NUNUKAN – Kejaksaan Negeri Nunukan memaparkan capaian kinerja penanganan perkara Tindak Pidana Khusus (Pidsus) sepanjang tahun 2025 dalam konferensi pers yang digelar pada Rabu (10/12/2025).
Paparan tersebut disampaikan langsung oleh Kepala Kejaksaan Negeri Nunukan, Burhanuddin, S.H., didampingi Kasi Pidsus, Adhiwisata Tappangan, S.H., serta Kasi Intel, Arga B.C. Sahertian, S.H. Kegiatan ini menjadi bagian penting dalam rangka peringatan Hari Antikorupsi Sedunia (HAKORDIA) 2025.
Kajari Burhanuddin menjelaskan bahwa rangkaian HAKORDIA telah dimulai sejak Selasa (9/12/2025).
“Kami melaksanakan upacara peringatan HAKORDIA, kemudian membagikan stiker dan kaos HAKORDIA kepada masyarakat di alun-alun Nunukan,” ujarnya.
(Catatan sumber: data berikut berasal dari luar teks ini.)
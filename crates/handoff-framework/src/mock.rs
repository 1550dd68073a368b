//! # Mock Locks & Testing Guide
//!
//! Handoff bugs show up as lock traffic in the wrong order, so the easiest way to test
//! code that drives a [`Context`](crate::Context) by hand is to bind it to a lock that
//! writes down what happens to it.
//!
//! [`RecordingLock`] is a real exclusive lock (a `tokio::sync::Mutex<()>` underneath)
//! that logs every acquire and release. Bind a child context to it, drive the context,
//! then assert on [`RecordingLock::events`] or call [`RecordingLock::verify`].
//!
//! | Need                                      | Use                          |
//! |-------------------------------------------|------------------------------|
//! | Check pairing of `unlock`/`lock` by hand  | `RecordingLock`              |
//! | Check an operation end to end             | A real [`Actor`](crate::Actor) |
//!
//! ```rust
//! use handoff_framework::mock::{LockEvent, RecordingLock};
//! use handoff_framework::Context;
//! use std::sync::Arc;
//!
//! #[tokio::main]
//! async fn main() {
//!     let lock = RecordingLock::new();
//!     let child = Context::root().new_child_context(Arc::new(lock.clone()));
//!
//!     child.lock_parent().await.unwrap();
//!     child.unlock_parent().unwrap();
//!
//!     assert_eq!(lock.events(), vec![LockEvent::Locked, LockEvent::Unlocked]);
//!     lock.verify();
//! }
//! ```

use crate::context::{ExclusiveLock, LockGuard};
use async_trait::async_trait;
use std::sync::{Arc, Mutex, MutexGuard, PoisonError};

/// One step of lock traffic seen by a [`RecordingLock`].
#[derive(Debug, Clone, Copy, PartialEq, Eq)]
pub enum LockEvent {
    Locked,
    Unlocked,
}

/// An exclusive lock that records its lock/unlock history.
///
/// Clones share the same lock and the same history.
#[derive(Clone, Default)]
pub struct RecordingLock {
    mutex: Arc<tokio::sync::Mutex<()>>,
    events: Arc<Mutex<Vec<LockEvent>>>,
}

impl RecordingLock {
    pub fn new() -> Self {
        Self::default()
    }

    /// Everything recorded so far, oldest first.
    pub fn events(&self) -> Vec<LockEvent> {
        self.history().clone()
    }

    pub fn is_locked(&self) -> bool {
        self.mutex.try_lock().is_err()
    }

    /// Panics unless the history alternates `Locked`, `Unlocked`, ... and ends unlocked.
    pub fn verify(&self) {
        let events = self.events();
        for (i, event) in events.iter().enumerate() {
            let expected = if i % 2 == 0 {
                LockEvent::Locked
            } else {
                LockEvent::Unlocked
            };
            if *event != expected {
                panic!("Unbalanced lock history at step {}: {:?}", i, events);
            }
        }
        if events.len() % 2 != 0 {
            panic!("Lock still held at the end: {:?}", events);
        }
    }

    fn record(&self, event: LockEvent) {
        self.history().push(event);
    }

    fn history(&self) -> MutexGuard<'_, Vec<LockEvent>> {
        self.events.lock().unwrap_or_else(PoisonError::into_inner)
    }
}

#[async_trait]
impl ExclusiveLock for RecordingLock {
    async fn lock(&self) -> LockGuard {
        let guard = self.mutex.clone().lock_owned().await;
        self.record(LockEvent::Locked);
        Box::new(guard)
    }

    fn unlock(&self, guard: LockGuard) {
        drop(guard);
        self.record(LockEvent::Unlocked);
    }
}

#[cfg(test)]
mod tests {
    use super::*;

    #[tokio::test]
    async fn test_recording_lock_is_exclusive() {
        let lock = RecordingLock::new();
        let first = lock.lock().await;
        assert!(lock.is_locked());

        let contender = lock.clone();
        let waiter = tokio::spawn(async move {
            let guard = contender.lock().await;
            contender.unlock(guard);
        });

        tokio::task::yield_now().await;
        assert!(!waiter.is_finished());

        lock.unlock(first);
        waiter.await.unwrap();
        lock.verify();
        assert_eq!(lock.events().len(), 4);
    }

    #[tokio::test]
    #[should_panic(expected = "Lock still held")]
    async fn test_verify_catches_a_held_lock() {
        let lock = RecordingLock::new();
        let _guard = lock.lock().await;
        lock.verify();
    }
}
Ia menegaskan bahwa kegiatan tersebut digelar untuk mengajak masyarakat semakin peduli terhadap gerakan pemberantasan korupsi.
“Hari ini kami melanjutkan dengan menyampaikan kinerja penanganan perkara yang telah kami lakukan sepanjang tahun 2025,” tambahnya.
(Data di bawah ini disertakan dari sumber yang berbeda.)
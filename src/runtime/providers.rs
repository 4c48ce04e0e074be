//! Execution provider selection

use anyhow::{Context, Result};
use ort::session::{builder::GraphOptimizationLevel, Session};
use std::path::Path;
use std::sync::Mutex;

use crate::ui;

pub use crate::cli::Provider;

static PROVIDER_LOGGED: Mutex<bool> = Mutex::new(false);

/// Build an ONNX session for `model_path` on the requested provider.
/// Unavailable providers fall back to CPU with a visible warning.
pub fn create_session(model_path: &Path, provider: Provider) -> Result<Session> {
	let mut builder = Session::builder().context("Failed to create session builder")?;

	match provider {
		Provider::Auto => register_best(&mut builder),
		Provider::Cpu => {
			let mut logged = PROVIDER_LOGGED.lock().unwrap();
			if !*logged {
				ui::info("Using CPU execution provider (forced)");
				*logged = true;
			}
		}
		Provider::Cuda => {
			if !try_cuda(&mut builder) {
				ui::error("CUDA requested but unavailable, falling back to CPU");
			}
		}
		Provider::Tensorrt => {
			if !try_tensorrt(&mut builder) {
				ui::error("TensorRT requested but unavailable, falling back to CPU");
			}
		}
		Provider::Coreml => {
			#[cfg(target_os = "macos")]
			if !try_coreml(&mut builder) {
				ui::error("CoreML requested but unavailable, falling back to CPU");
			}
			#[cfg(not(target_os = "macos"))]
			ui::error("CoreML only available on macOS, falling back to CPU");
		}
		Provider::Xnnpack => {
			if !try_xnnpack(&mut builder) {
				ui::error("XNNPACK requested but unavailable, falling back to CPU");
			}
		}
	}

	builder
		.with_optimization_level(GraphOptimizationLevel::Level3)?
		.with_intra_threads(4)?
		.commit_from_file(model_path)
		.context("Failed to load model")
}

fn register_best(builder: &mut ort::session::builder::SessionBuilder) {
	if try_tensorrt(builder) {
		return;
	}
	if try_cuda(builder) {
		return;
	}

	#[cfg(target_os = "macos")]
	if try_coreml(builder) {
		return;
	}

	if try_xnnpack(builder) {
		return;
	}

	let mut logged = PROVIDER_LOGGED.lock().unwrap();
	if !*logged {
		ui::info("Using CPU execution provider");
		*logged = true;
	}
}

macro_rules! try_provider {
	($builder:expr, $provider_type:ty, $name:expr) => {{
		use ort::ep::ExecutionProvider;

		crate::ui::debug(&format!("Trying provider: {}", $name));

		let provider = <$provider_type>::default();
		if !provider.is_available().unwrap_or(false) {
			crate::ui::debug(&format!("{} not available", $name));
			return false;
		}

		match provider.register($builder) {
			Ok(_) => {
				let mut logged = PROVIDER_LOGGED.lock().unwrap();
				if !*logged {
					crate::ui::success(&format!("Using {} execution provider", $name));
					*logged = true;
				}
				true
			}
			Err(e) => {
				crate::ui::debug(&format!("{} registration failed: {}", $name, e));
				false
			}
		}
	}};
}

fn try_cuda(builder: &mut ort::session::builder::SessionBuilder) -> bool {
	use ort::ep::CUDA;
	try_provider!(builder, CUDA, "CUDA")
}

#[cfg(target_os = "macos")]
fn try_coreml(builder: &mut ort::session::builder::SessionBuilder) -> bool {
	use ort::ep::CoreML;
	try_provider!(builder, CoreML, "CoreML")
}

fn try_tensorrt(builder: &mut ort::session::builder::SessionBuilder) -> bool {
	use ort::ep::TensorRT;
	try_provider!(builder, TensorRT, "TensorRT")
}

fn try_xnnpack(builder: &mut ort::session::builder::SessionBuilder) -> bool {
	use ort::ep::XNNPACK;
	try_provider!(builder, XNNPACK, "XNNPACK")
}
//! Batched embedding gateway between the corpus and the model backend

use thiserror::Error;

use crate::core::Embedding;

/// Flattened model output: row-major values with their shape, first
/// dimension = batch size.
#[derive(Debug, Clone)]
pub struct RawEmbeddingBatch {
	pub dims: Vec<usize>,
	pub data: Vec<f32>,
}

/// A text embedding backend. One call embeds the whole batch and
/// returns mean-pooled rows.
pub trait EmbeddingModel {
	fn embed_batch(&mut self, texts: &[String]) -> anyhow::Result<RawEmbeddingBatch>;
}

#[derive(Debug, Error)]
pub enum EmbedError {
	#[error("embedding model failed: {0}")]
	Model(#[from] anyhow::Error),
	#[error("embedding output has malformed shape {dims:?} for {data_len} values")]
	Shape { dims: Vec<usize>, data_len: usize },
	#[error("embedding count mismatch: sent {expected} texts, model returned {returned} rows")]
	CountMismatch { expected: usize, returned: usize },
}

/// Turns raw model output into unit-normalized per-document vectors.
/// The model is an explicit constructor dependency so callers own its
/// lifecycle.
pub struct Embedder<M: EmbeddingModel> {
	model: M,
}

impl<M: EmbeddingModel> Embedder<M> {
	pub fn new(model: M) -> Self {
		Self { model }
	}

	/// Embed every text in one batched model call, positionally aligned
	/// with the input. An empty input never touches the model. Shape or
	/// count mismatches abort rather than risk misaligned scores.
	pub fn embed_all(&mut self, texts: &[String]) -> Result<Vec<Embedding>, EmbedError> {
		if texts.is_empty() {
			return Ok(Vec::new());
		}

		let RawEmbeddingBatch { dims, data } = self.model.embed_batch(texts)?;

		let malformed = dims.len() < 2
			|| dims[1..].iter().product::<usize>() == 0
			|| data.len() != dims.iter().product::<usize>();
		if malformed {
			let data_len = data.len();
			return Err(EmbedError::Shape { dims, data_len });
		}
		if dims[0] != texts.len() {
			return Err(EmbedError::CountMismatch {
				expected: texts.len(),
				returned: dims[0],
			});
		}

		let dim: usize = dims[1..].iter().product();
		Ok(data
			.chunks(dim)
			.map(|row| Embedding::new(row.to_vec()))
			.collect())
	}
}
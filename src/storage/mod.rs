//! Corpus loading and embedding persistence

pub mod cache;
pub mod loader;

pub use cache::{cache_path, EmbeddingCache};
pub use loader::{load_corpus, parse_frontmatter, split_frontmatter, LoadedCorpus};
Dalam pemaparannya, Burhanuddin menjelaskan bahwa saat ini terdapat dua perkara korupsi yang masih dalam tahap pemeriksaan saksi dan ahli.
Perkara tersebut meliputi dugaan korupsi pemberian tunjangan perumahan kepada anggota DPRD Kabupaten Nunukan periode anggaran 2016–2017, serta dugaan korupsi pengadaan jasa konsultansi manajemen konstruksi pembangunan PLBN Terpadu Labang pada tahun anggaran 2020 hingga 2023.
“Kedua perkara ini masih terus kami dalami, pemeriksaan saksi dan ahli sedang berjalan,” jelasnya.
Kejaksaan Negeri Nunukan juga telah menyelesaikan proses penuntutan perkara tindak pidana kepabeanan terkait penyelundupan satu unit mobil Land Cruiser HJ61 beserta satu dashboard mobil yang tidak tercantum dalam manifes.
“Perkara atas nama Rahmad Effendi Siregar, Yonfrit Tanu, dan Zainuddin telah mempunyai kekuatan hukum dan telah kami eksekusi pada 18 Maret 2025,” terangnya.
Selain itu, pihak kejaksaan juga telah mengeksekusi perkara tindak pidana korupsi BLUD RSUD Nunukan tahun anggaran 2021 dan 2022 atas nama terpidana dr. Dulman Lekong, M.Kes., Sp.OG., sesuai surat perintah eksekusi tanggal 4 November 2025.
Sementara itu, upaya hukum kasasi masih berlangsung terkait perkara korupsi BLUD lainnya atas nama Nurhasanah alias Ana.
“Kami terus mengikuti proses kasasi ini. Jika nanti sudah inkrah, kami akan melakukan upaya untuk pengembalian kerugian keuangan negara,” ujar Burhanuddin.
Pada kesempatan tersebut, Kejari Nunukan juga menyampaikan capaian penyelamatan kerugian negara, dari terpidana dr. Dulman Lekong telah membayar uang pengganti sebesar Rp950 juta.
Selain itu, terpidana Rahmad Effendi Siregar dan Zainuddin masing-masing melunasi denda kepabeanan sebesar Rp50 juta.
“Dengan begitu, total penyelamatan keuangan negara mencapai Rp1.050.000.000 dan seluruhnya telah disetorkan ke kas negara,” ungkapnya.
Dengan semangat HAKORDIA 2025, Kejaksaan Negeri Nunukan menegaskan komitmennya untuk terus memperkuat upaya pemberantasan korupsi dan menghadirkan penegakan hukum yang transparan demi kepentingan masyarakat.